Diga-se que, numa lista que consagra a extravagância de prometer quase duzentos vinhos a copo, bem como alguns vinhos bordaleses do século XIX, e que mediante solicitação especial é visitável, figura um vinho português em absoluto destaque na lista, um Vinho da Madeira de 1792 que assegura a deferência de ser o vinho mais antigo na cave. Isto claro, para além das muitas outras referências nacionais em lista, entre vinhos da Madeira, Porto e vinhos de mesa, alguns deles servidos a copo.

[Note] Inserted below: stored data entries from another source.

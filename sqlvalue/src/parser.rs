//! Single-pass, character-at-a-time parsing.
//!
//! Each grammar provides a state, a transition function, a finalizer,
//! and a way to wrap errors.  The shared driver below tracks the position
//! and makes sure no error escapes without its location attached.

use crate::value::{ParseFailure, ValueError};

pub(crate) trait StringParser {
    type State;
    type Output;

    fn start(&self) -> Self::State;

    /// Consume one character.
    ///
    /// On error the state must be left as it was before the character,
    /// so that it can still be described.
    fn step(&self, state: &mut Self::State, ch: char) -> Result<(), ValueError>;

    /// Produce the output once the input is exhausted.
    fn finish(&self, state: &mut Self::State) -> Result<Self::Output, ValueError>;

    /// A phrase describing the state, like "while parsing the hour field".
    fn describe(&self, state: &Self::State) -> String;

    fn wrap_error(&self, failure: ParseFailure) -> ValueError;

    fn parse(&self, input: &str) -> Result<Self::Output, ValueError> {
        let mut state = self.start();
        let mut index = 0;

        for ch in input.chars() {
            if let Err(error) = self.step(&mut state, ch) {
                return Err(self.fail(error, index, input, &state));
            }
            index += 1;
        }

        self.finish(&mut state)
            .map_err(|error| self.fail(error, index, input, &state))
    }

    fn fail(&self, error: ValueError, index: usize, input: &str, state: &Self::State) -> ValueError {
        self.wrap_error(ParseFailure::new(error, index, input, self.describe(state)))
    }
}

/// Parse an accumulated run of digits as a number.
pub(crate) fn number<T: std::str::FromStr>(digits: &str) -> Result<T, ValueError> {
    digits
        .parse()
        .map_err(|_| ValueError::InvalidNumber(digits.into()))
}

#[cfg(test)]
mod test {
    use super::*;

    /// Accepts a run of `a` characters and counts them.
    struct CountAs;

    impl StringParser for CountAs {
        type State = usize;
        type Output = usize;

        fn start(&self) -> usize {
            0
        }

        fn step(&self, state: &mut usize, ch: char) -> Result<(), ValueError> {
            match ch {
                'a' => {
                    *state += 1;
                    Ok(())
                }
                _ => Err(ValueError::UnexpectedCharacter(ch)),
            }
        }

        fn finish(&self, state: &mut usize) -> Result<usize, ValueError> {
            match *state {
                0 => Err(ValueError::EarlyTermination),
                n => Ok(n),
            }
        }

        fn describe(&self, state: &usize) -> String {
            format!("after {state} a's")
        }

        fn wrap_error(&self, failure: ParseFailure) -> ValueError {
            ValueError::InvalidInterval(failure)
        }
    }

    #[test]
    fn counts() {
        assert_eq!(Ok(3), CountAs.parse("aaa"));
    }

    #[test]
    fn wraps_step_errors_with_position() {
        let expected = ValueError::InvalidInterval(ParseFailure::new(
            ValueError::UnexpectedCharacter('b'),
            2,
            "aab",
            "after 2 a's",
        ));
        assert_eq!(Err(expected), CountAs.parse("aab"));
    }

    #[test]
    fn wraps_finish_errors_at_end() {
        let expected = ValueError::InvalidInterval(ParseFailure::new(
            ValueError::EarlyTermination,
            0,
            "",
            "after 0 a's",
        ));
        assert_eq!(Err(expected), CountAs.parse(""));
    }

    #[test]
    fn number_reports_its_input() {
        assert_eq!(Ok(42), number::<i32>("42"));
        assert_eq!(
            Err(ValueError::InvalidNumber("4x".into())),
            number::<i32>("4x")
        );
    }
}
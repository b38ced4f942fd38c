//! A PostgreSQL client speaking the text format.
//!
//! The transport is left to a [`Connection`], which only ever sees
//! raw values.  The [`Client`] wraps it with a statement cache and
//! converts parameters and columns with the [`value`](crate::value)
//! codecs.

use tracing::{debug, trace};

use crate::client::{FromColumnIndexed, FromColumnNamed, ToParam};
use crate::query::{Query, QueryOne, Statement, StaticQueryText};
use crate::row::FromRow;
use crate::value::{FromRawValue, RawValue, ToRawValue};
use crate::error;

/// The type of errors from a `Client`.
pub type Error<C> = error::Error<<C as Connection>::Error>;

/// The type of query parameters for a `Client`.
pub type Param<'a> = &'a dyn ToRawValue;

/// A connection to the database, which moves raw values.
///
/// Parameters and columns are `None` for NULL.
pub trait Connection {
    type Statement: Clone;
    type Error: std::fmt::Display;

    fn prepare(&mut self, query_text: &str) -> Result<Self::Statement, Self::Error>;

    fn query(
        &mut self,
        statement: &Self::Statement,
        params: &[Option<RawValue>],
    ) -> Result<Vec<Row>, Self::Error>;

    fn execute(
        &mut self,
        statement: &Self::Statement,
        params: &[Option<RawValue>],
    ) -> Result<u64, Self::Error>;
}

/// A result row, as received from the database.
#[derive(Debug, Default, Clone, PartialEq, Eq)]
pub struct Row {
    names: Vec<String>,
    values: Vec<Option<RawValue>>,
}

impl Row {
    /// Build a row from its column names and values.
    ///
    /// # Panics
    ///
    /// Panics if there are not as many names as values.
    pub fn new(names: Vec<String>, values: Vec<Option<RawValue>>) -> Self {
        assert_eq!(
            names.len(),
            values.len(),
            "a row needs one name per column"
        );
        Row { names, values }
    }

    pub fn len(&self) -> usize {
        self.values.len()
    }

    pub fn is_empty(&self) -> bool {
        self.values.is_empty()
    }

    pub fn names(&self) -> &[String] {
        &self.names
    }

    /// The value at `index`, or `None` if there is no such column.
    pub fn get(&self, index: usize) -> Option<Option<&RawValue>> {
        self.values.get(index).map(Option::as_ref)
    }

    pub fn index_of(&self, name: &str) -> Option<usize> {
        self.names.iter().position(|column| column == name)
    }
}

impl<C: Connection, T: FromRawValue> FromColumnIndexed<Client<C>> for T {
    fn from_column(row: &Row, index: usize) -> Result<Self, Error<C>> {
        let raw = row.get(index).ok_or_else(|| {
            Error::<C>::from_column_str(format!("no column at index {index}"), None)
        })?;
        T::from_raw_value(raw)
            .map_err(|error| Error::<C>::from_column_value(&index.to_string(), error))
    }
}

impl<C: Connection, T: FromRawValue> FromColumnNamed<Client<C>> for T {
    fn from_column(row: &Row, name: &str) -> Result<Self, Error<C>> {
        let raw = row.index_of(name).and_then(|index| row.get(index)).ok_or_else(|| {
            Error::<C>::from_column_str(format!("no column named {name:?}"), None)
        })?;
        T::from_raw_value(raw).map_err(|error| Error::<C>::from_column_value(name, error))
    }
}

impl<C: Connection, T: ToRawValue> ToParam<Client<C>> for T {
    fn to_param(&self) -> Param<'_> {
        self
    }
}

/// A PostgreSQL client over some connection.
pub struct Client<C: Connection> {
    connection: C,
    statements: std::collections::HashMap<String, C::Statement>,
}

impl<C: Connection> crate::client::Client for Client<C> {
    type Row<'a> = Row;
    type Param<'a> = Param<'a>;
    type Error = C::Error;
}

impl<C: Connection> AsRef<C> for Client<C> {
    fn as_ref(&self) -> &C {
        &self.connection
    }
}

impl<C: Connection> AsMut<C> for Client<C> {
    fn as_mut(&mut self) -> &mut C {
        &mut self.connection
    }
}

impl<C: Connection> From<C> for Client<C> {
    fn from(connection: C) -> Self {
        Self::new(connection)
    }
}

fn encode_params<C: Connection>(
    params: Option<Vec<Param<'_>>>,
) -> Result<Vec<Option<RawValue>>, Error<C>> {
    params
        .unwrap_or_default()
        .into_iter()
        .enumerate()
        .map(|(index, param)| {
            param.to_raw_value().map_err(|error| {
                debug!(index, %error, "failed to encode query parameter");
                Error::<C>::to_param(index, error)
            })
        })
        .collect()
}

impl<C: Connection> Client<C> {
    /// Create a new `Client` over an open connection.
    pub fn new(connection: C) -> Self {
        let statements = std::collections::HashMap::new();
        Client {
            connection,
            statements,
        }
    }

    pub fn into_inner(self) -> C {
        self.connection
    }

    fn prepare_internal<S: Into<String>>(&mut self, query_text: S) -> Result<C::Statement, Error<C>> {
        match self.statements.entry(query_text.into()) {
            std::collections::hash_map::Entry::Occupied(entry) => Ok(entry.get().clone()),
            std::collections::hash_map::Entry::Vacant(entry) => {
                debug!(query_text = entry.key().as_str(), "preparing statement");
                let statement = self
                    .connection
                    .prepare(entry.key())
                    .map_err(Error::<C>::prepare)?;
                Ok(entry.insert(statement).clone())
            }
        }
    }

    /// Creates and caches new prepared statement.
    ///
    /// Everything required to prepare the statement is available on the
    /// type argument, so no runtime input is needed.
    pub fn prepare<S: StaticQueryText>(&mut self) -> Result<(), Error<C>> {
        self.prepare_internal(S::QUERY_TEXT)?;
        Ok(())
    }

    fn run<Q: Query<Self>>(&mut self, query: &Q) -> Result<Vec<Row>, Error<C>> {
        let params = encode_params::<C>(query.to_params())?;
        let statement = self.prepare_internal(query.query_text())?;

        trace!(params = params.len(), "running query");
        let rows = self
            .connection
            .query(&statement, &params)
            .map_err(Error::<C>::query)?;
        trace!(rows = rows.len(), "query returned");

        Ok(rows)
    }

    /// Executes a query, returning the resulting rows.
    ///
    /// We'll prepare the statement first if we haven't yet.
    pub fn query<Q: Query<Self>>(&mut self, query: &Q) -> Result<Vec<Q::Row>, Error<C>> {
        let rows = self.run(query)?;
        <Q::Row as FromRow<Self>>::from_rows(&rows)
    }

    /// Executes a query which returns at most one row, returning it.
    pub fn query_opt<Q: QueryOne<Self>>(&mut self, query: &Q) -> Result<Option<Q::Row>, Error<C>> {
        let rows = self.run(query)?;
        rows.first()
            .map(|row| <Q::Row as FromRow<Self>>::from_row(row))
            .transpose()
    }

    /// Executes a query which returns a single row, returning it.
    ///
    /// Returns an error if the query returns no rows.
    pub fn query_one<Q: QueryOne<Self>>(&mut self, query: &Q) -> Result<Q::Row, Error<C>> {
        self.query_opt(query)?
            .ok_or_else(|| Error::<C>::query_str("query returned no rows", None))
    }

    /// Executes a statement, returning the number of rows modified.
    pub fn execute<S: Statement<Self>>(&mut self, statement: &S) -> Result<u64, Error<C>> {
        let params = encode_params::<C>(statement.to_params())?;
        let prepared = self.prepare_internal(statement.query_text())?;

        trace!(params = params.len(), "executing statement");
        self.connection
            .execute(&prepared, &params)
            .map_err(Error::<C>::query)
    }
}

E em Portugal, se um dia quiséssemos celebrar com extravagância o fim oficial da crise e o retorno aos tempos de bonança, onde nos deveríamos dirigir? Quantos restaurantes portugueses propõem cartas de vinhos faustosas, robustas e bem elaboradas? Quantos restaurantes nacionais decidiram alguma vez investir em listas de vinhos criteriosas e universais, acumulando vinhos sérios de vários pontos do mundo, mesmo que de origem e custos mais humildes? Quantos restaurantes se propõem comprar cedo e com critério, envelhecendo os vinhos em cave, proporcionando vinhos de colheitas mais antigas aos seus clientes? Na verdade, quantos restaurantes têm sequer o cuidado de oferecer listas de vinhos equilibradas, admitindo vinhos de todas as regiões nacionais, alargando-se para além dos eternos aspirantes Douro, Alentejo, Vinho Verde... e pouco mais? Quantos restaurantes têm sequer o cuidado de procurar vinhos que extravasem os nomes de produtores ou rótulos já consagrados, arriscando na procura de nomes de produtores, regiões ou castas menos conhecidas?

São poucos, muito poucos, os restaurantes que se preocupam em sancionar uma lista de vinhos séria e criteriosa. Mas são muitos, francamente muitos, os que se dispõem a praticar margens de comercialização indecorosas sem que à grandeza corresponda um serviço digno.